• _ACTIVITY_
When you find the line with "addressed text display." among the records below, reproduce it and each line after it exactly, ending with the line with "what is there.".

Stored entries:

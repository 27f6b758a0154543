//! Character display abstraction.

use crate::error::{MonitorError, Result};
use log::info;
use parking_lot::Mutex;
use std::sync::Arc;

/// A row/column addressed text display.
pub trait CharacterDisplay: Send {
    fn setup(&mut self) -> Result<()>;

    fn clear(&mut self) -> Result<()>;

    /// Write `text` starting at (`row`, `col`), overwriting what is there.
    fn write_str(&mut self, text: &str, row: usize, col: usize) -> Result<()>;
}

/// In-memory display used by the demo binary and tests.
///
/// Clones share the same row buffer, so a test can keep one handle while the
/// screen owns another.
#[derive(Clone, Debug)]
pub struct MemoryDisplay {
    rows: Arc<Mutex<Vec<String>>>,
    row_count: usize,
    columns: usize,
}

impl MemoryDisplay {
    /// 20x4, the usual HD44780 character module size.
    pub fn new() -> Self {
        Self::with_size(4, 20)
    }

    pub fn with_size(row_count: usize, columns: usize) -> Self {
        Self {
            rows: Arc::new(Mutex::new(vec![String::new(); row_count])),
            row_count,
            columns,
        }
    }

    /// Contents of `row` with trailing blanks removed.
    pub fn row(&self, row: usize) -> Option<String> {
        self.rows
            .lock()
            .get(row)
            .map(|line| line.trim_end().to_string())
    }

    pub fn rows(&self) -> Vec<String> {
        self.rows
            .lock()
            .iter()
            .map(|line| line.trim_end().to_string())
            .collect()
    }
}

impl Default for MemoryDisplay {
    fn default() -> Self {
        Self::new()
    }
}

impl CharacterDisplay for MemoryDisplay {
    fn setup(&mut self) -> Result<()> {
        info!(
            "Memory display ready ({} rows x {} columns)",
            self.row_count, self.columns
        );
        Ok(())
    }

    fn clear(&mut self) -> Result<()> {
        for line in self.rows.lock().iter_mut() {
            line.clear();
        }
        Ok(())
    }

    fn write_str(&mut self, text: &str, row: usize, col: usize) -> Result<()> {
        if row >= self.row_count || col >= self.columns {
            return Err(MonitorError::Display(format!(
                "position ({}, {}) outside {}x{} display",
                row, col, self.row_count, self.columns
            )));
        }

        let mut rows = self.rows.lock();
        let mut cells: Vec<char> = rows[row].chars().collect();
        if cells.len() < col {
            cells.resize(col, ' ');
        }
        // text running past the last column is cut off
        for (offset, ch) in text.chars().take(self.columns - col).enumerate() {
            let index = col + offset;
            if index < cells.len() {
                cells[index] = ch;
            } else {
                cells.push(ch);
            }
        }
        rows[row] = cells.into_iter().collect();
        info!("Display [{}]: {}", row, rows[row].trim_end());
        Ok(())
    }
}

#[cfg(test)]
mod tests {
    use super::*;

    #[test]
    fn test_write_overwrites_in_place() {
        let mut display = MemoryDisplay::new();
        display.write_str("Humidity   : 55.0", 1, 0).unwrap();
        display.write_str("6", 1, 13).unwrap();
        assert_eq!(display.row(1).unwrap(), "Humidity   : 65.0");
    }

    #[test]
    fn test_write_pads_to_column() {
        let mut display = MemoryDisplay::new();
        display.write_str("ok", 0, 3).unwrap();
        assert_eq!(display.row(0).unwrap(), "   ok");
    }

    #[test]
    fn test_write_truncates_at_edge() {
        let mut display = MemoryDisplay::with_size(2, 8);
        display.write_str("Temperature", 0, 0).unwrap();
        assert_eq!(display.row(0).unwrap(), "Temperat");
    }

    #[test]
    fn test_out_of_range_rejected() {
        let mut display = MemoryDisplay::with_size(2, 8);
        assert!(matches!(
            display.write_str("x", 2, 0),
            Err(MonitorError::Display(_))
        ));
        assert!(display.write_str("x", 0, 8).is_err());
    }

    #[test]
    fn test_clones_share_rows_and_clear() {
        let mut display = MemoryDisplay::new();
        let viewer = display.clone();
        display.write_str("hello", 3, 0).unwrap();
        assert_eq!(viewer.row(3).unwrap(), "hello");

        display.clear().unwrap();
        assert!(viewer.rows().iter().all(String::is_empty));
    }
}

...

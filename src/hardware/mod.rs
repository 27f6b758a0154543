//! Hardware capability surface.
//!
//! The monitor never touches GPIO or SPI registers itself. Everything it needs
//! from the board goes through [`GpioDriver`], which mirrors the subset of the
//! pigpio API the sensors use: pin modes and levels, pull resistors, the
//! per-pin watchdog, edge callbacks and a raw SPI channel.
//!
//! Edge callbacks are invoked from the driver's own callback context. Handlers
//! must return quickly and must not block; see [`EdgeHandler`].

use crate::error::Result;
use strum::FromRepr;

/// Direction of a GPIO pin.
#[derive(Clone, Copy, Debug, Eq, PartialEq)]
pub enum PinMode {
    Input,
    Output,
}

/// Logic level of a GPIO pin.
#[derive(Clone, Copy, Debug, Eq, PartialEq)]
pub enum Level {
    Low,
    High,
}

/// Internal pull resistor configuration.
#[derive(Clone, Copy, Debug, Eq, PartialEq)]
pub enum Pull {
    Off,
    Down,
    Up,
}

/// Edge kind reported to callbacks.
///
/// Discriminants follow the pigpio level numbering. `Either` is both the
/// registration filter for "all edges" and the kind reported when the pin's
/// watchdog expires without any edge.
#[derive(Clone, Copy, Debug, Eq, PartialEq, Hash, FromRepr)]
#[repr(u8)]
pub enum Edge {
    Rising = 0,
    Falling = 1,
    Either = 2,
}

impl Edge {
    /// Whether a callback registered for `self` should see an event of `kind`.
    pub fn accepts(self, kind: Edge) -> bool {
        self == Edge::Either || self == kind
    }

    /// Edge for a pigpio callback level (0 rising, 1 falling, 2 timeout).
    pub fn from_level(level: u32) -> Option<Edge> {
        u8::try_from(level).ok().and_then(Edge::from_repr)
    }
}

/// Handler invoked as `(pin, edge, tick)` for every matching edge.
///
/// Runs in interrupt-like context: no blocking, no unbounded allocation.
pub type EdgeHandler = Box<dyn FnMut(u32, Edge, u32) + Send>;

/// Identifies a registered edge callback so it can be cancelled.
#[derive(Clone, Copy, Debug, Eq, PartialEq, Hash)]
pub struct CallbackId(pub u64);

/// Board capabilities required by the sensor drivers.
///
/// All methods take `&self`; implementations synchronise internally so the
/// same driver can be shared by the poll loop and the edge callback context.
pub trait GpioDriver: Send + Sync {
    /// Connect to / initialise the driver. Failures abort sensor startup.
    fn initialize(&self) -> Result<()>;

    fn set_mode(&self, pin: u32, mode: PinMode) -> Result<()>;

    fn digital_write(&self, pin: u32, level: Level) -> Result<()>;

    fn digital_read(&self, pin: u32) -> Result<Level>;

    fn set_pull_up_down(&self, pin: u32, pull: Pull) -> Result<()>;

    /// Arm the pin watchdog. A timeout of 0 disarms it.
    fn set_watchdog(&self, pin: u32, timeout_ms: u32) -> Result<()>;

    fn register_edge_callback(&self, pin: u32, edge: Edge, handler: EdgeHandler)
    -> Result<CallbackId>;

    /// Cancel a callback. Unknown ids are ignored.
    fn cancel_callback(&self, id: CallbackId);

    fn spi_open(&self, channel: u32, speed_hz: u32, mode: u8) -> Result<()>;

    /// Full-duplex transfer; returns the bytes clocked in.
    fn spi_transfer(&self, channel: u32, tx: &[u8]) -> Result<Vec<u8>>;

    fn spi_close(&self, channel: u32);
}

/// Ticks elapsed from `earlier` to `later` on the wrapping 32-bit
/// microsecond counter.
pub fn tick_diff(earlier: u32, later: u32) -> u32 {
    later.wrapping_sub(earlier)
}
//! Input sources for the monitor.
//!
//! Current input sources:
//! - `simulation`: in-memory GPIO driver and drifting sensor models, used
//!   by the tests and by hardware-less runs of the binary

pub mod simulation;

---

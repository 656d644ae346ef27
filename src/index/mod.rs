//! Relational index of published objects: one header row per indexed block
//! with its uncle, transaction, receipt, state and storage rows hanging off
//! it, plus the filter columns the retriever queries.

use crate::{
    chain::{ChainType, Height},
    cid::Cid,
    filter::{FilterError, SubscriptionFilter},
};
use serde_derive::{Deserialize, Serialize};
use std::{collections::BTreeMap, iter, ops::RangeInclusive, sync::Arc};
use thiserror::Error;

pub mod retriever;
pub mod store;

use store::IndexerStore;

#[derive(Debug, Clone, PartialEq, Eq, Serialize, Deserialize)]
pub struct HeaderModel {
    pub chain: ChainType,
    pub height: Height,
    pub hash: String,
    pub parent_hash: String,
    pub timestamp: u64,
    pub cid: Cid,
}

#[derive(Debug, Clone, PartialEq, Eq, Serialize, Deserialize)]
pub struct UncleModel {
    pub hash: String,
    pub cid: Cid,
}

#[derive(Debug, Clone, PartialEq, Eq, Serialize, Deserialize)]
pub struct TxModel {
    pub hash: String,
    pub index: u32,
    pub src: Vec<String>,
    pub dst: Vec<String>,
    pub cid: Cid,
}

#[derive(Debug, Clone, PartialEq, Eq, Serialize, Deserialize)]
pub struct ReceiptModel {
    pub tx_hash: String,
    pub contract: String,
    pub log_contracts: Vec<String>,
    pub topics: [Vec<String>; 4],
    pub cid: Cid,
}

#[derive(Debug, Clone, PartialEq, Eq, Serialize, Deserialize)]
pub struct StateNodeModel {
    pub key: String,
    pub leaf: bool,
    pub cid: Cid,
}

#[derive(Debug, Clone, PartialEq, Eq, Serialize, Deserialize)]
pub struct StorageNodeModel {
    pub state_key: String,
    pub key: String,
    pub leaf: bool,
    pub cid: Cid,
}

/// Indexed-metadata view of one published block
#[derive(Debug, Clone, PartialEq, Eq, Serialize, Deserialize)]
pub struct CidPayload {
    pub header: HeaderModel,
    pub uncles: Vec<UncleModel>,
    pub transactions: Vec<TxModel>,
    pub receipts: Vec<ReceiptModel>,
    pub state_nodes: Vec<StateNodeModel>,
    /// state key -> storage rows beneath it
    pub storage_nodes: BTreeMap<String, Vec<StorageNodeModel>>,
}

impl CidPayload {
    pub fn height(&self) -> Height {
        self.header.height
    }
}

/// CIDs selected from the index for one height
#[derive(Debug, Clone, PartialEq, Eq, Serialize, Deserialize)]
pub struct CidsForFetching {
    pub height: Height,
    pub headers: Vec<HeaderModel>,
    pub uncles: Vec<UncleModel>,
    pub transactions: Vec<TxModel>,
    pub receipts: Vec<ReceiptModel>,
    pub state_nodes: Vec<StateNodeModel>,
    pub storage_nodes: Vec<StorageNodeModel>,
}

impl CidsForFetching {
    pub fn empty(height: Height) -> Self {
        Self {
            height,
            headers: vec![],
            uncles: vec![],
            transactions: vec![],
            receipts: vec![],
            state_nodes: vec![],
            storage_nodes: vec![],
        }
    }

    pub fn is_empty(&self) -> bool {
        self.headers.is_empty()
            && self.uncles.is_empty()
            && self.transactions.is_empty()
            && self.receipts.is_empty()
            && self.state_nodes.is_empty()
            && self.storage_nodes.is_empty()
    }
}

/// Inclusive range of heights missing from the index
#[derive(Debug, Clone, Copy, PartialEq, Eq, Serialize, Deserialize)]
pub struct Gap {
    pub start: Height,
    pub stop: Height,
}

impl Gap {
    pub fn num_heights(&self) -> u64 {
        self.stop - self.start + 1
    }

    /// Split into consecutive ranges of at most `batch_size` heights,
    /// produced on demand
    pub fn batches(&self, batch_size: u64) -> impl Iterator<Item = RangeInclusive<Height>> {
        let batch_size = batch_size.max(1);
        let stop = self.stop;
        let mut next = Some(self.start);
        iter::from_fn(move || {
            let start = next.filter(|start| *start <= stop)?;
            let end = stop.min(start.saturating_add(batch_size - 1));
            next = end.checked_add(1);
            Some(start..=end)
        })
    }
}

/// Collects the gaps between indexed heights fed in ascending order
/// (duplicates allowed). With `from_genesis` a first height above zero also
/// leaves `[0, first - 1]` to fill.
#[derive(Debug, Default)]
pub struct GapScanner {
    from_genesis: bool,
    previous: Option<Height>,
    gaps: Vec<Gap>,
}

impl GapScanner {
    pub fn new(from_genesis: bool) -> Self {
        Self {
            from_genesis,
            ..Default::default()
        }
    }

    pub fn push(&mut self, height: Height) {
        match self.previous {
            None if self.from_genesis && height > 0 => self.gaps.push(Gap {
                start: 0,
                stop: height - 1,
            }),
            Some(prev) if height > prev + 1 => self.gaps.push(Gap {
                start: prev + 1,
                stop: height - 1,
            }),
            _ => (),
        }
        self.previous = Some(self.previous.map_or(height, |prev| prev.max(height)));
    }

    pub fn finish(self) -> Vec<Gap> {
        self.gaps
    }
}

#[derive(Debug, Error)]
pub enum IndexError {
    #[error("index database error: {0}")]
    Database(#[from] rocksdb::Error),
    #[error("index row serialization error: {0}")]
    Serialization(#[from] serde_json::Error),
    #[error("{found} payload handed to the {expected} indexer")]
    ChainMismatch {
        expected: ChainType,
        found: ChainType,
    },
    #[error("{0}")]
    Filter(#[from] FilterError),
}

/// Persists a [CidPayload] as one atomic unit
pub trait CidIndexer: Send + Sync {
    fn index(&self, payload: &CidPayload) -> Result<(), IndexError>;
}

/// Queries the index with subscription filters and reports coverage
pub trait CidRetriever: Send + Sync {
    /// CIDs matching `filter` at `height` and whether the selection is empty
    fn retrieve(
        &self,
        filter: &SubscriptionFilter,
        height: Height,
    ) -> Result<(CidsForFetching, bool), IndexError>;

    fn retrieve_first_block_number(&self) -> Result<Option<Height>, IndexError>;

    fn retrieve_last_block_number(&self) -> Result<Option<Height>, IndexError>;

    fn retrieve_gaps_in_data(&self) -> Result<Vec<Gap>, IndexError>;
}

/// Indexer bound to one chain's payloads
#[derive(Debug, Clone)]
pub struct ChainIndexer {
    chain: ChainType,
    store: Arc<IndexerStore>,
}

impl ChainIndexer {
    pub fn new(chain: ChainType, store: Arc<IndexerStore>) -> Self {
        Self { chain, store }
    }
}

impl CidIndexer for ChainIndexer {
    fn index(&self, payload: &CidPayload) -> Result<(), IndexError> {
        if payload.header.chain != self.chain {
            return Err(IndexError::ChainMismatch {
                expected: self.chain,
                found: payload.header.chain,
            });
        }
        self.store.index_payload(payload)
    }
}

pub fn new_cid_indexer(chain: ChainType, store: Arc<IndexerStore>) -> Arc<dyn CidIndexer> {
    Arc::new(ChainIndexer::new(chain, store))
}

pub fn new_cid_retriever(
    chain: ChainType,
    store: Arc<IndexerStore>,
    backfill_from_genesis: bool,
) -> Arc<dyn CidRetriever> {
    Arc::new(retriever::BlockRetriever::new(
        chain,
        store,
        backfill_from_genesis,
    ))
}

• _EXERCISE ANSWER_
/// A row/column addressed text display.
pub trait CharacterDisplay: Send {
    fn setup(&mut self) -> Result<()>;

    fn clear(&mut self) -> Result<()>;

    /// Write `text` starting at (`row`, `col`), overwriting what is there.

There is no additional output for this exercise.